Scientific research has demonstrated the positive impact of early exposure to pets on the development of allergies and asthma later in life.
- In a study of lifetime dog and cat exposure and sensitization, teenagers who lived with a cat during the first year of their life had a 48% lower risk of cat allergy than their peers.
- Overall, teens with an indoor cat in the first year of life had a decreased risk of being sensitized to cats.
Strengthening the Immune System
- Prenatal exposure to dogs can influence immune development and thereby attenuate the development of atopy (the genetic tendency to develop allergic diseases) in at-risk children
The hygiene hypothesis states that a lack of early childhood exposure to infectious agents, symbiotic microorganisms (such as the gut flora or probiotics), and parasites increases susceptibility to allergic diseases by suppressing the natural development of the immune system.

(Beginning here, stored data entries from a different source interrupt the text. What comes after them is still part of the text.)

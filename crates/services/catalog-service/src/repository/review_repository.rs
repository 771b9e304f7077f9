//! Review persistence.

use chrono::{DateTime, Utc};
use sea_orm::{
    ActiveModelTrait, ColumnTrait, ConnectionTrait, DbErr, EntityTrait, QueryFilter, QueryOrder,
    Set, SqlErr,
};
use uuid::Uuid;

use common::{AppError, AppResult};
use domain::{NewReview, ProductId, Review};

use super::entities::review;

pub struct ReviewRepository<'c, C> {
    conn: &'c C,
}

impl<'c, C: ConnectionTrait> ReviewRepository<'c, C> {
    pub fn new(conn: &'c C) -> Self {
        Self { conn }
    }

    pub async fn find_by_user_product(
        &self,
        user_id: Uuid,
        product_id: ProductId,
    ) -> AppResult<Option<Review>> {
        let result = review::Entity::find()
            .filter(review::Column::UserId.eq(user_id))
            .filter(review::Column::ProductId.eq(product_id))
            .one(self.conn)
            .await
            .map_err(AppError::from)?;

        Ok(result.map(Review::from))
    }

    /// Insert a review. A second review for the same (user, product) pair
    /// fails with [`AppError::Conflict`].
    pub async fn insert(
        &self,
        user_id: Uuid,
        input: NewReview,
        created: DateTime<Utc>,
    ) -> AppResult<Review> {
        let active_model = review::ActiveModel {
            user_id: Set(user_id),
            product_id: Set(input.product_id),
            rating: Set(input.rating),
            comment: Set(input.comment),
            created: Set(created),
            ..Default::default()
        };

        let model = active_model.insert(self.conn).await.map_err(map_insert_error)?;
        Ok(Review::from(model))
    }

    /// Reviews of a product, newest first.
    pub async fn list_by_product(&self, product_id: ProductId) -> AppResult<Vec<Review>> {
        let models = review::Entity::find()
            .filter(review::Column::ProductId.eq(product_id))
            .order_by_desc(review::Column::Created)
            .order_by_desc(review::Column::Id)
            .all(self.conn)
            .await
            .map_err(AppError::from)?;

        Ok(models.into_iter().map(Review::from).collect())
    }
}

fn map_insert_error(err: DbErr) -> AppError {
    match err.sql_err() {
        Some(SqlErr::UniqueConstraintViolation(_)) => AppError::conflict("Review"),
        _ => AppError::from(err),
    }
}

Wegienka, G., Johnson, C. C., Havstad, S., Ownby, D. R., Nicholas, C., & Zoratti, E. M. (2011). Lifetime dog and cat exposure and dog‐and cat‐specific sensitization at age 18 years. Clinical & experimental allergy, 41(7), 979-986.
Gern, J. E., Reardon, C. L., Hoffjan, S., Nicolae, D., Li, Z., Roberg, K. A., … & Anderson, E. (2004). Effects of dog ownership and genotype on immune development and atopy in infancy. Journal of Allergy and Clinical Immunology, 113(2), 307-314.